### THE PROBLEM
Return the lines below that contain the word "catalog".

***** THE DATA

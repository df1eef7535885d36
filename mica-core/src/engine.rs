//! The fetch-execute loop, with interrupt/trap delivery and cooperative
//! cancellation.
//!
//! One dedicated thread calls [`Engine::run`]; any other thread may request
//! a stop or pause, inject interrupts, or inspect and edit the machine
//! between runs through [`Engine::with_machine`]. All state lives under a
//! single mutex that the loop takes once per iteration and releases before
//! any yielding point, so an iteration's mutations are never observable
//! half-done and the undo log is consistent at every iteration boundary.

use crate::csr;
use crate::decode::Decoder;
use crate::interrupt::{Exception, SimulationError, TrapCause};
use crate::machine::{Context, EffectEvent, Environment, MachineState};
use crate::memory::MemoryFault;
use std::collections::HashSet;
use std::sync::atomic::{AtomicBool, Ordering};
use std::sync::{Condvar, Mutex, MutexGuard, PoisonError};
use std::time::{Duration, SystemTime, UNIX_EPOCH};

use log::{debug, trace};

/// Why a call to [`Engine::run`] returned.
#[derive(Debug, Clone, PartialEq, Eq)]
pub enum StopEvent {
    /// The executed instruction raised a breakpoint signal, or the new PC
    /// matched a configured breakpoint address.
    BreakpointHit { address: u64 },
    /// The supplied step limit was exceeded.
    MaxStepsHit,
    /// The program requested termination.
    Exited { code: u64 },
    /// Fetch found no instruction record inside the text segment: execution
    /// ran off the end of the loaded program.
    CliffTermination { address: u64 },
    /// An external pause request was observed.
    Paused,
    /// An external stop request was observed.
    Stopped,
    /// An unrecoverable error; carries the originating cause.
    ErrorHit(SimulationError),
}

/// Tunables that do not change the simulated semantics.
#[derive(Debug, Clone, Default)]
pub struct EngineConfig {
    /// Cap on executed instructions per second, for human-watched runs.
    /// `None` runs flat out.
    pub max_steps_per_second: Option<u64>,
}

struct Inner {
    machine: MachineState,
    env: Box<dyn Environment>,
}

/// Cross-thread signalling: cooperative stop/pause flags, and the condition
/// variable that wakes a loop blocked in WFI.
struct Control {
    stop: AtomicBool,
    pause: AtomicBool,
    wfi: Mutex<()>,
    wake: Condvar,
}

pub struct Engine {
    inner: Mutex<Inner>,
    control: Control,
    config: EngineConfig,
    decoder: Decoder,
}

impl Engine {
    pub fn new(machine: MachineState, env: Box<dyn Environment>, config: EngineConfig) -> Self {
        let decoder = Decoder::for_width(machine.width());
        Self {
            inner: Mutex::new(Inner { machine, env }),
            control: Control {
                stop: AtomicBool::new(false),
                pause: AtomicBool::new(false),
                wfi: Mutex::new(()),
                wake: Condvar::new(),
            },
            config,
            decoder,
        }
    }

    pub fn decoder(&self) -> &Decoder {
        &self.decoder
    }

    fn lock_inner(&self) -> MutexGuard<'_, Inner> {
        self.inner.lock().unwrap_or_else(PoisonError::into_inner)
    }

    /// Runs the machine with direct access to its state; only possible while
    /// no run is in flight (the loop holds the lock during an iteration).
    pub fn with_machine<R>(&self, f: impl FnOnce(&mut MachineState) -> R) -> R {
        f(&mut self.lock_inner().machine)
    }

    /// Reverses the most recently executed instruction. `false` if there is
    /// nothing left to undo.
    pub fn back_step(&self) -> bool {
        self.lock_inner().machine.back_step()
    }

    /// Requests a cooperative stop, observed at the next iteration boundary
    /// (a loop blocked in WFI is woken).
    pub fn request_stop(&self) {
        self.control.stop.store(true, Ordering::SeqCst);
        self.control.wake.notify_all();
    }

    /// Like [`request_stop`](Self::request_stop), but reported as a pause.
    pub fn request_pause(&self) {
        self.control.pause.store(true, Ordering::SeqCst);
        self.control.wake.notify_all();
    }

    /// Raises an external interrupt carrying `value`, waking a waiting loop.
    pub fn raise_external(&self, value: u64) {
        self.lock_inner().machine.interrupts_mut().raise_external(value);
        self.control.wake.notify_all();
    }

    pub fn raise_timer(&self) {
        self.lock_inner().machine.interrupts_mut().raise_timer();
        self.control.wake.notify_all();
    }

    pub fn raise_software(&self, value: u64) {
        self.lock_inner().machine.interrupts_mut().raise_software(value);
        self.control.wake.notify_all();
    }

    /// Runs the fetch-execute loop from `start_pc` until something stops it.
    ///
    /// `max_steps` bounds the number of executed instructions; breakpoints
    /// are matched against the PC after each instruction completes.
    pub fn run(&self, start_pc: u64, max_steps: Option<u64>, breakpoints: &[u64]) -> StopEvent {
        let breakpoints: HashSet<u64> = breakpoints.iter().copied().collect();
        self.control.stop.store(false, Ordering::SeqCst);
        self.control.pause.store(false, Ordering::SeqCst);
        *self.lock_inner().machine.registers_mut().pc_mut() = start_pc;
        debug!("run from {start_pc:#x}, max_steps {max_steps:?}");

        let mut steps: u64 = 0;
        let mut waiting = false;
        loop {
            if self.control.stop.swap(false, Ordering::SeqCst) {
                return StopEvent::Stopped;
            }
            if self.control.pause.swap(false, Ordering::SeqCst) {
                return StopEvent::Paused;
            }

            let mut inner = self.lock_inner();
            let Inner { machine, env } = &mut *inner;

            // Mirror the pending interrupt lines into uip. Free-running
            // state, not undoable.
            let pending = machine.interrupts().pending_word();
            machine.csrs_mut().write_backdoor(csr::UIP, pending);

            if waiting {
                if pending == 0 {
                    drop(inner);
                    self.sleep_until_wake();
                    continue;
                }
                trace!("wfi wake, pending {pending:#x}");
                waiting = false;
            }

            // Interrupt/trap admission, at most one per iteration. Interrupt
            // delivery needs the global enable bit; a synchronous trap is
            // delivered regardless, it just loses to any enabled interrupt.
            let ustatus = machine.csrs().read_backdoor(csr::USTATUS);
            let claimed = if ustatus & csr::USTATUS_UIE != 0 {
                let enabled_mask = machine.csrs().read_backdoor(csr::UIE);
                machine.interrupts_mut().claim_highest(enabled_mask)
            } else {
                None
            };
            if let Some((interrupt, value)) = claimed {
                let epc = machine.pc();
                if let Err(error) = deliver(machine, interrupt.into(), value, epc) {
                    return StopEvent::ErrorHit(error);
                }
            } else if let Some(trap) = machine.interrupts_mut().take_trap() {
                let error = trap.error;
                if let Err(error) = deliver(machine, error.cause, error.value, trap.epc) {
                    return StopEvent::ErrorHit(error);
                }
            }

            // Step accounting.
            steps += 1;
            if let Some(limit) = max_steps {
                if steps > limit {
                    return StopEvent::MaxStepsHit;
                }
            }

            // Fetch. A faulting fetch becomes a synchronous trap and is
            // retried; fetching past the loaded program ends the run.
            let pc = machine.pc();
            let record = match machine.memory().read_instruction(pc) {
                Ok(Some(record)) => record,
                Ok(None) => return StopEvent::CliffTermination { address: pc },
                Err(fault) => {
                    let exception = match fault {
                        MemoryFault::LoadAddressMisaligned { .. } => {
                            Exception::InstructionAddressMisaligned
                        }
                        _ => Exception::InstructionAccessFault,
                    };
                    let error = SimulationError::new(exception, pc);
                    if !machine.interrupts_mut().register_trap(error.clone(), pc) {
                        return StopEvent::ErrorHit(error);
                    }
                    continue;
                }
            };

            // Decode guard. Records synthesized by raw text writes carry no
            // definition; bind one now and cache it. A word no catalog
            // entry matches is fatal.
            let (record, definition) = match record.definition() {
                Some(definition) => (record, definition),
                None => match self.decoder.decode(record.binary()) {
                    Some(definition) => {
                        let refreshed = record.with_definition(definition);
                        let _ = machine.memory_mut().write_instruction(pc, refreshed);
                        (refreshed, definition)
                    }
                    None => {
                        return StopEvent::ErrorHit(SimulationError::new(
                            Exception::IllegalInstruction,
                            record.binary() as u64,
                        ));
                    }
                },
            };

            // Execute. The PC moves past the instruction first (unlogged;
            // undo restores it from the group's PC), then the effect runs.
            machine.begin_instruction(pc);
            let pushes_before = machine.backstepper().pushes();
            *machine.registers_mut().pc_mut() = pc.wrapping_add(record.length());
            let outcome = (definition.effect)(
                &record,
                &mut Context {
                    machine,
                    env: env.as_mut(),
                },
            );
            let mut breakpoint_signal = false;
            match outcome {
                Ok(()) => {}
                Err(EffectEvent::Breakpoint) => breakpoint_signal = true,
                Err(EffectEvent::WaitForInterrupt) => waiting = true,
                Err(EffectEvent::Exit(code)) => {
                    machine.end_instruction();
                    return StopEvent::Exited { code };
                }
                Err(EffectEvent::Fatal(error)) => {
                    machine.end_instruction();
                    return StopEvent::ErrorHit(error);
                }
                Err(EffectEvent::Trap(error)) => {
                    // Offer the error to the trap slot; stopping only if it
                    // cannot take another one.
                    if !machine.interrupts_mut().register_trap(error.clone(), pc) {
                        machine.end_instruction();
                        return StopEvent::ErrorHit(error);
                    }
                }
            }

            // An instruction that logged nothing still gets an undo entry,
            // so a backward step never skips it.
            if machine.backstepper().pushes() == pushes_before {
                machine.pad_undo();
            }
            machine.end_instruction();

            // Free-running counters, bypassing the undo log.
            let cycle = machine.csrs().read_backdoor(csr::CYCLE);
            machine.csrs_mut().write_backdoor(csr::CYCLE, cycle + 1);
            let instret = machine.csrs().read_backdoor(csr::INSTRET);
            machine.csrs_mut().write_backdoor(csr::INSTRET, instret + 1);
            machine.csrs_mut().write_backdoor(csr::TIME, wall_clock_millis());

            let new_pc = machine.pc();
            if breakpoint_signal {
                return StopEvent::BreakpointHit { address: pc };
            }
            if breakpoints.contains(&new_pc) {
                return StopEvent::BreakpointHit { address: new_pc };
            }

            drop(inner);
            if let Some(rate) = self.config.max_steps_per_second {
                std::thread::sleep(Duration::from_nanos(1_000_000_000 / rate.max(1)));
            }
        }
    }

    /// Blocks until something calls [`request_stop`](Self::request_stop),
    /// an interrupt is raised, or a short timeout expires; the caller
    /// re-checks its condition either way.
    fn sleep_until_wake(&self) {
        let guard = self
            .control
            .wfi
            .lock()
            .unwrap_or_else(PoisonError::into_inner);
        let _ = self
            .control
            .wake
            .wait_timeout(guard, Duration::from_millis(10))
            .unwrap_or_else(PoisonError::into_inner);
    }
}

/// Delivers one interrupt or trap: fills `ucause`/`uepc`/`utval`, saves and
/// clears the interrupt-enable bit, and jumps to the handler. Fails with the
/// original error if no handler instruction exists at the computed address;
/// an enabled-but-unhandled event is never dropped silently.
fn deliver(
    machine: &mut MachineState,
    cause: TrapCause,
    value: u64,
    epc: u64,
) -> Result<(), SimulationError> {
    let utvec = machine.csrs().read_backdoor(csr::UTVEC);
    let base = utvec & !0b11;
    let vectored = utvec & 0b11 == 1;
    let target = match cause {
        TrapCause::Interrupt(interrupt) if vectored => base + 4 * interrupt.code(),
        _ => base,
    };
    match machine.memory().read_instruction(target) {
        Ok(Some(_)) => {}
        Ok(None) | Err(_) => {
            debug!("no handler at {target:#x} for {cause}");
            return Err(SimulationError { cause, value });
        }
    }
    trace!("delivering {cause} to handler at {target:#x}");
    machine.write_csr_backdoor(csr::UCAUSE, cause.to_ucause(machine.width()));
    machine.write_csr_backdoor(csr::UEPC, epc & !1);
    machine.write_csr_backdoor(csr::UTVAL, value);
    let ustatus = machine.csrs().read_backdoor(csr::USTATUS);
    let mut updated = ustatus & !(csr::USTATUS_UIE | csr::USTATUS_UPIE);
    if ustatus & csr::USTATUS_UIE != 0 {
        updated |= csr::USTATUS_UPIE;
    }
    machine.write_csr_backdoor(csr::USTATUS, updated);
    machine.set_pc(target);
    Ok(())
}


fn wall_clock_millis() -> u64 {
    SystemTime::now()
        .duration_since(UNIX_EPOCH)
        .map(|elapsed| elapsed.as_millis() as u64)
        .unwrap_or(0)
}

**********
***** THE DATA

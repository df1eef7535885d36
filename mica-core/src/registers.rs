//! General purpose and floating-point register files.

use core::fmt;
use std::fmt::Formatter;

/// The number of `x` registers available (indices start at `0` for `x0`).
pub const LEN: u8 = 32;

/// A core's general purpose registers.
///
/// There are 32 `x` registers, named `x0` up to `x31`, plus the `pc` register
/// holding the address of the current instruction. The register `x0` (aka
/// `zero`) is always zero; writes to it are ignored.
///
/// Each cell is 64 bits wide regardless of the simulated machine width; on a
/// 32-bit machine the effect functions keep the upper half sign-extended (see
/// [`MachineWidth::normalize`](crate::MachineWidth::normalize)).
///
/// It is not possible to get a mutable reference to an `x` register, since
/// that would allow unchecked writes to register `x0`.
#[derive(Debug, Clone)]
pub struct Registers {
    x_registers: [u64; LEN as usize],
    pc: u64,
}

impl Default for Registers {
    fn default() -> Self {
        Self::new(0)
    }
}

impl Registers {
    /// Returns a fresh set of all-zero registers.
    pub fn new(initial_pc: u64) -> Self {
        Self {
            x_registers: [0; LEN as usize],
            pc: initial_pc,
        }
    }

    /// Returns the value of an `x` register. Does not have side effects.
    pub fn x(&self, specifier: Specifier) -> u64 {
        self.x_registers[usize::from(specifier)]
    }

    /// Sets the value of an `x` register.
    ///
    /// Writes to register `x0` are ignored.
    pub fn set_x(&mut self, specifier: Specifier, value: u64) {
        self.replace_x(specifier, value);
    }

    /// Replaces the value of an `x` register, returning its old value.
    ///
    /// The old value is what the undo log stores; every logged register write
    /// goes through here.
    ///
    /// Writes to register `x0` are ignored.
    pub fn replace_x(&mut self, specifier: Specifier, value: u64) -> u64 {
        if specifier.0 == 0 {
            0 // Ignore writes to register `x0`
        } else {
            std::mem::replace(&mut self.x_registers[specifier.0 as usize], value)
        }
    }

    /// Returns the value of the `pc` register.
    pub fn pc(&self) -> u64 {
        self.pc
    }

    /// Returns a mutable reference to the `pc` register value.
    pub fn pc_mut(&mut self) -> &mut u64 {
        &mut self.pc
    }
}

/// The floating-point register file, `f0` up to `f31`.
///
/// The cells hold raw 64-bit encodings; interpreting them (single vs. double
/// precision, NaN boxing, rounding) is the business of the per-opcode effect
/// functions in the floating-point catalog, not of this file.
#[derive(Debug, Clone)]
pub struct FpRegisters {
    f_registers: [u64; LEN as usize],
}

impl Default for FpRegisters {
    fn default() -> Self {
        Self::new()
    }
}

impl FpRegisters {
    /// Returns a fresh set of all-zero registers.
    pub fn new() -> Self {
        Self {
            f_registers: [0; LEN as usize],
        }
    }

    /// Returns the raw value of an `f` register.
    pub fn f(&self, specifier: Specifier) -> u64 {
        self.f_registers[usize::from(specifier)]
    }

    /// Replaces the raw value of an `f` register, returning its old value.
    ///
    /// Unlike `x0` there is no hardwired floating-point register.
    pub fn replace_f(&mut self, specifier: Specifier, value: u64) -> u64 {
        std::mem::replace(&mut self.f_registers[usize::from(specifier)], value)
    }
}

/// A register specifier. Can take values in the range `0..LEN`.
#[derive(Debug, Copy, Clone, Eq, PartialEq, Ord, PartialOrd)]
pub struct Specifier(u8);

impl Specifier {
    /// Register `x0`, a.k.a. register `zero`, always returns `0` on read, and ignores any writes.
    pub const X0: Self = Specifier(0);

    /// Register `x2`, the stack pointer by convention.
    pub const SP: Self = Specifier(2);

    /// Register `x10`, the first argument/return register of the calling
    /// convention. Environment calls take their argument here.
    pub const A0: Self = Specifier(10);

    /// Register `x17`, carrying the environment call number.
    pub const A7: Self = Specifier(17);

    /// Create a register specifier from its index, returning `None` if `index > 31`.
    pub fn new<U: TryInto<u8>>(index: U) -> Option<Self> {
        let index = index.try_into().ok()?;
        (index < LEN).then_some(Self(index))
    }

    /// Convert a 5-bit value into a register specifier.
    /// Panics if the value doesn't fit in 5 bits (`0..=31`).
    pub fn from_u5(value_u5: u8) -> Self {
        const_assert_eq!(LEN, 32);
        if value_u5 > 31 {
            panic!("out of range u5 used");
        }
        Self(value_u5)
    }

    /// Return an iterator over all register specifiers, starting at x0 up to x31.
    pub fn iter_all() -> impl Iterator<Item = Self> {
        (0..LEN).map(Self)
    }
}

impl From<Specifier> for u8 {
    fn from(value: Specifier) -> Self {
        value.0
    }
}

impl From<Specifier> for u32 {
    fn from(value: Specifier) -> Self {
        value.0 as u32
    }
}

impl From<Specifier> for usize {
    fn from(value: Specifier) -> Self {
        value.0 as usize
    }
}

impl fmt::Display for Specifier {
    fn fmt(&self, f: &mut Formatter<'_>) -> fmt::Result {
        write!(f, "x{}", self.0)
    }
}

**********

### RESULT
            // definition; bind one now and cache it. A word no catalog
/// functions in the floating-point catalog, not of this file.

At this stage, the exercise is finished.